Su esposa Xiu y sus hijos Catherine, de 7 años; Katrina, 8; Karina, de 12; y Karlitos, de 6, junto a su madre Xiu, se despedían de su padre que yacía en un frío ataúd.
¿Qué hace papi acostado así?, preguntaba Karlitos, el más pequeño de sus hijos.
Lan apenas comenzaba a disfrutar un poco de su buena suerte en el pequeño negocio de su propiedad, pero la madrugada fatal de ese 15 de octubre, la delincuencia le arrebató su vida y con ella se fueron los sueños del hombre que no pedía lujos, sino vivir con su familia, tener un techo, comida y facilitar los estudios de sus hijos.

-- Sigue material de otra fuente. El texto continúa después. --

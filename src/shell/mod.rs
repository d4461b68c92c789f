use std::time::Duration;

pub use self::job_control::{GroupReport, JobManager};
pub use self::shell::Shell;

pub mod job_control;
#[allow(clippy::module_inception)]
mod shell;

const PROMPT: &str = "myshell> ";
/// Pause between two polling passes over the running jobs of a group.
pub const DEFAULT_POLL_INTERVAL: Duration = Duration::from_millis(10);

/// Policy object to control a Shell's behavior
#[derive(Debug, Copy, Clone)]
pub struct ShellConfig {
    /// Determines if new command entries will be added to the shell's command history.
    ///
    /// Note: This is checked before the other command history config fields.
    enable_command_history: bool,

    /// Number of entries to store in the shell's command history
    command_history_capacity: usize,

    /// Determines if statements ending in `&` are left running when the line
    /// returns, with their completion reported before a later prompt.
    detach_background: bool,

    /// Pause between polling passes while waiting for a group.
    poll_interval: Duration,

    /// Determines if some messages (e.g. "exit") should be displayed.
    display_messages: bool,
}

impl ShellConfig {
    /// Creates an interactive shell
    ///
    /// # Complete List
    /// - Command History is enabled
    /// - Some additional messages are displayed
    pub fn interactive(command_history_capacity: usize) -> Self {
        Self {
            enable_command_history: true,
            command_history_capacity,
            display_messages: true,
            ..Default::default()
        }
    }

    /// Creates a noninteractive shell, e.g. for batch files and command
    /// strings
    ///
    /// # Complete List
    /// - Command History is disabled.
    /// - Fewer messages are displayed
    pub fn noninteractive() -> Self {
        Default::default()
    }

    /// Leave statements ending in `&` running instead of joining them with
    /// the rest of their line.
    pub fn detach_background(self, detach_background: bool) -> Self {
        Self {
            detach_background,
            ..self
        }
    }

    pub fn poll_interval(self, poll_interval: Duration) -> Self {
        Self {
            poll_interval,
            ..self
        }
    }
}

impl Default for ShellConfig {
    fn default() -> Self {
        Self {
            enable_command_history: false,
            command_history_capacity: 0,
            detach_background: false,
            poll_interval: DEFAULT_POLL_INTERVAL,
            display_messages: false,
        }
    }
}
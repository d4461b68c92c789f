use std::fmt;

use failure::Fail;
use log::debug;
use rustyline::{self, error::ReadlineError, Config};

use crate::errors::{ErrorKind, Result};

/// Line reader for the interactive shell, with a bounded in-memory history.
pub struct Editor {
    internal: rustyline::Editor<()>,
    history_capacity: usize,
}

impl Editor {
    pub fn with_capacity(history_capacity: usize) -> Editor {
        let config = Config::builder()
            .max_history_size(history_capacity)
            .history_ignore_space(true)
            .history_ignore_dups(true)
            .auto_add_history(false)
            .build();

        Editor {
            internal: rustyline::Editor::with_config(config),
            history_capacity,
        }
    }

    /// Reads one line, returning `None` when end of file is reached.
    ///
    /// An interrupted read (Ctrl-C) yields an empty line.
    pub fn readline(&mut self, prompt: &str) -> Result<Option<String>> {
        match self.internal.readline(prompt) {
            Ok(line) => Ok(Some(line)),
            Err(ReadlineError::Eof) => Ok(None),
            Err(ReadlineError::Interrupted) => {
                debug!("readline interrupted, discarding line");
                Ok(Some(String::new()))
            }
            Err(ReadlineError::Io(e)) => Err(e.context(ErrorKind::Io).into()),
            Err(ReadlineError::Errno(e)) => Err(e.context(ErrorKind::Io).into()),
            Err(e) => {
                debug!("readline failed: {}", e);
                Err(ErrorKind::Readline.into())
            }
        }
    }

    pub fn add_history_entry(&mut self, line: &str) {
        if self.history_capacity > 0 {
            self.internal.add_history_entry(line);
        }
    }

    pub fn history_len(&self) -> usize {
        self.internal.history().len()
    }
}

impl fmt::Debug for Editor {
    fn fmt(&self, f: &mut fmt::Formatter<'_>) -> fmt::Result {
        write!(
            f,
            "Editor {{ history: {}/{} }}",
            self.history_len(),
            self.history_capacity
        )
    }
}
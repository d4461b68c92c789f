//! Line splitting and tokenizing.
//!
//! A line holds `;`-separated statements that all run concurrently. Each
//! statement is a program name and its arguments separated by spaces, with an
//! optional trailing `&`.

use log::debug;

pub use self::ast::{CommandGroup, Statement, TokenList};

pub mod ast;

pub const STATEMENT_DELIMITER: char = ';';
pub const ARGUMENT_DELIMITER: char = ' ';
pub const BACKGROUND_MARKER: &str = "&";
pub const TERMINATOR_KEYWORDS: [&str; 2] = ["quit", "exit"];

/// Splits `command` on spaces. Repeated spaces never produce empty tokens.
pub fn tokenize(command: &str) -> TokenList {
    let mut tokens = TokenList::default();
    for word in command.split(ARGUMENT_DELIMITER).filter(|w| !w.is_empty()) {
        tokens.push(word);
    }
    tokens
}

/// Splits `line` into its statements.
///
/// Returns the group of statements to run and whether a terminator keyword
/// was seen. Terminator keywords are dropped from the group; the remaining
/// statements keep their input order wherever the keyword appeared.
pub fn split(line: &str) -> (CommandGroup, bool) {
    let mut group = CommandGroup::new(line.trim());
    let mut terminate = false;

    for statement in line.split(STATEMENT_DELIMITER).map(str::trim) {
        if statement.is_empty() {
            continue;
        }

        if is_terminator(statement) {
            terminate = true;
            continue;
        }

        let mut tokens = tokenize(statement);
        let background = strip_background_marker(&mut tokens);
        if tokens.is_empty() {
            // e.g. a lone "&"
            debug!("skipping statement without a program: {:?}", statement);
            continue;
        }

        group.statements.push(Statement::new(tokens, background));
    }

    debug!(
        "split {:?} into {} statement(s), terminate: {}",
        line,
        group.len(),
        terminate
    );
    (group, terminate)
}

fn is_terminator(statement: &str) -> bool {
    TERMINATOR_KEYWORDS.contains(&statement)
}

/// Removes a trailing background marker, returning whether one was present.
fn strip_background_marker(tokens: &mut TokenList) -> bool {
    if tokens.last() == Some(BACKGROUND_MARKER) {
        tokens.pop();
        true
    } else {
        false
    }
}
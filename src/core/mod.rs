pub mod job;
pub mod parser;
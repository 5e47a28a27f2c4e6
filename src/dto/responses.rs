use chrono::{DateTime, Utc};
use serde::Serialize;
use uuid::Uuid;

use crate::feed::{GroupBy, ViewMode};
use crate::models::{Category, Post, User};

#[derive(Debug, Serialize)]
pub struct AuthResponse {
    pub token: String,
    pub user: UserResponse,
}

#[derive(Debug, Serialize)]
pub struct UserResponse {
    pub id: Uuid,
    pub email: String,
    pub username: String,
    pub created_at: DateTime<Utc>,
}

impl From<User> for UserResponse {
    fn from(user: User) -> Self {
        Self {
            id: user.id,
            email: user.email,
            username: user.username,
            created_at: user.created_at,
        }
    }
}

/// Like/favorite counts are derived from set membership, never stored.
#[derive(Debug, Serialize)]
pub struct PostResponse {
    pub id: Uuid,
    pub caption: String,
    pub image: Option<Uuid>,
    pub video: Option<Uuid>,
    pub category_id: Option<Uuid>,
    pub created_at: DateTime<Utc>,
    pub like_count: usize,
    pub favorite_count: usize,
}

impl From<Post> for PostResponse {
    fn from(post: Post) -> Self {
        let like_count = post.likes.len();
        let favorite_count = post.favorites.len();
        Self {
            id: post.id,
            caption: post.caption,
            image: post.image,
            video: post.video,
            category_id: post.category_id,
            created_at: post.created_at,
            like_count,
            favorite_count,
        }
    }
}

#[derive(Debug, Serialize)]
pub struct CategoryResponse {
    pub id: Uuid,
    pub name: String,
    pub icon: String,
    pub created_at: DateTime<Utc>,
}

impl From<Category> for CategoryResponse {
    fn from(category: Category) -> Self {
        Self {
            id: category.id,
            name: category.name,
            icon: category.icon,
            created_at: category.created_at,
        }
    }
}

/// One date bucket of the timeline/feed grouping.
#[derive(Debug, Serialize)]
pub struct PostGroup {
    pub label: String,
    pub posts: Vec<PostResponse>,
}

/// Everything the presentation layer needs to render the feed page:
/// the flat list, the optional groupings, and the filter controls.
#[derive(Debug, Serialize)]
pub struct FeedResponse {
    pub posts: Vec<PostResponse>,
    pub grouped_posts: Option<Vec<PostGroup>>,
    pub grouped_feed: Option<Vec<PostGroup>>,
    pub categories: Vec<CategoryResponse>,
    pub selected_category: Option<Uuid>,
    pub selected_year: Option<i32>,
    pub available_years: Vec<i32>,
    pub view: ViewMode,
    pub group_by: GroupBy,
}

#[derive(Debug, Serialize)]
pub struct MediaUploadResponse {
    pub id: Uuid,
}
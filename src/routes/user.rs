use axum::{Json, extract::State, http::HeaderMap};
use bcrypt::{DEFAULT_COST, hash, verify};
use chrono::Utc;
use tracing::info;
use uuid::Uuid;
use validator::Validate;

use crate::{
    auth::{create_token, require_user},
    dto::{AuthResponse, LoginRequest, SignupRequest, UserResponse},
    errors::ApiError,
    models::User,
    states::AppState,
};

/// POST /auth/signup
/// Body: { "email": "...", "username": "...", "password": "..." }
pub async fn signup(
    State(state): State<AppState>,
    Json(payload): Json<SignupRequest>,
) -> Result<Json<AuthResponse>, ApiError> {
    payload
        .validate()
        .map_err(|e| ApiError::ValidationError(e.to_string()))?;

    if state.email_index.contains_key(&payload.email) {
        return Err(ApiError::UserAlreadyExists);
    }

    let hashed_password = hash(&payload.password, DEFAULT_COST)
        .map_err(|e| ApiError::InternalError(format!("Password hashing failed: {}", e)))?;

    let user = User {
        id: Uuid::new_v4(),
        email: payload.email,
        username: payload.username,
        hashed_password,
        created_at: Utc::now(),
    };

    let token = create_token(&user.id, &user.email, &state.jwt_secret)?;

    state.email_index.insert(user.email.clone(), user.id);
    state.users.insert(user.id, user.clone());

    info!("New user registered: {}", user.email);

    Ok(Json(AuthResponse {
        token,
        user: user.into(),
    }))
}

/// POST /auth/login
/// Body: { "email": "...", "password": "..." }
pub async fn login(
    State(state): State<AppState>,
    Json(payload): Json<LoginRequest>,
) -> Result<Json<AuthResponse>, ApiError> {
    payload
        .validate()
        .map_err(|e| ApiError::ValidationError(e.to_string()))?;

    let user_id = state
        .email_index
        .get(&payload.email)
        .ok_or(ApiError::InvalidCredentials)?;

    let user = state
        .users
        .get(&*user_id)
        .ok_or(ApiError::InvalidCredentials)?;

    let valid = verify(&payload.password, &user.hashed_password)
        .map_err(|e| ApiError::InternalError(format!("Password verification failed: {}", e)))?;

    if !valid {
        return Err(ApiError::InvalidCredentials);
    }

    let token = create_token(&user.id, &user.email, &state.jwt_secret)?;

    info!("User logged in: {}", user.email);

    Ok(Json(AuthResponse {
        token,
        user: user.clone().into(),
    }))
}

/// GET /users/me
/// Headers: Authorization: Bearer <token>
pub async fn get_current_user(
    State(state): State<AppState>,
    headers: HeaderMap,
) -> Result<Json<UserResponse>, ApiError> {
    let user_id = require_user(&headers, &state.jwt_secret)?;

    let user = state.users.get(&user_id).ok_or(ApiError::NotFound)?;

    Ok(Json(user.clone().into()))
}
use chrono::{DateTime, Utc};
use serde::{Deserialize, Serialize};
use uuid::Uuid;

#[derive(Debug, Clone, Serialize, Deserialize)]
pub struct User {
    pub id: Uuid,
    pub email: String,
    pub username: String,
    #[serde(skip_serializing)]
    pub hashed_password: String,
    pub created_at: DateTime<Utc>,
}
pub mod category;
pub mod feed;
pub mod health;
pub mod media;
pub mod post;
pub mod user;
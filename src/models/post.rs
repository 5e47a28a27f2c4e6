use std::collections::HashSet;

use chrono::{DateTime, Utc};
use serde::{Deserialize, Serialize};
use uuid::Uuid;

/// A single feed entry. At most one of `image`/`video` is ever set; when a
/// request carries both, the video wins and the image is dropped.
///
/// `image` and `video` are handles into the media store; the post owns them
/// and they are released when the post is deleted. `category_id` is a weak
/// reference: deleting the category detaches the post, nothing more.
#[derive(Debug, Clone, Serialize, Deserialize)]
pub struct Post {
    pub id: Uuid,
    pub caption: String,
    pub image: Option<Uuid>,
    pub video: Option<Uuid>,
    pub category_id: Option<Uuid>,
    pub created_at: DateTime<Utc>,
    pub likes: HashSet<Uuid>,
    pub favorites: HashSet<Uuid>,
}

Tenía unos 20 años de vivir en Colón. Al principio Lan trabajaba en una tiendita; con los ahorros y la ayuda de sus paisanos pudo comprar la Bodega Festival, a la que le cambió el nombre por Karina, que era su hija mayor.
Brenda de Willians, una colonense amiga, comadre y vecina de los chinitos, dijo que con mucho trabajo el comerciante ahorró lo poco que tenía para traer hace dos años, a sus cuatro hijos de la China. "Tenía sueños de educarlos, porque nunca pudo estar con ellos por su mala situación económica, ahora al traerlos le quitaron a su padre".
Los hijos de Lan, desde que habían nacido, vivían con familiares en la China, porque lo que ganaba en el negocio no les alcanzaba para mantenerlo.
"No puede sel, no entiendo polqué esos maleantes le dispalalon a Rogelio (así le llamaban), qué colazón pueden tener si nosotlos solo ganábamos para comer, nunca tuvimos dinelo, si ellos quelían dinelo pues llévatelo pelo polqué matan a mi esposo", decía en mal español Xiu, a la que todos llaman Mimi.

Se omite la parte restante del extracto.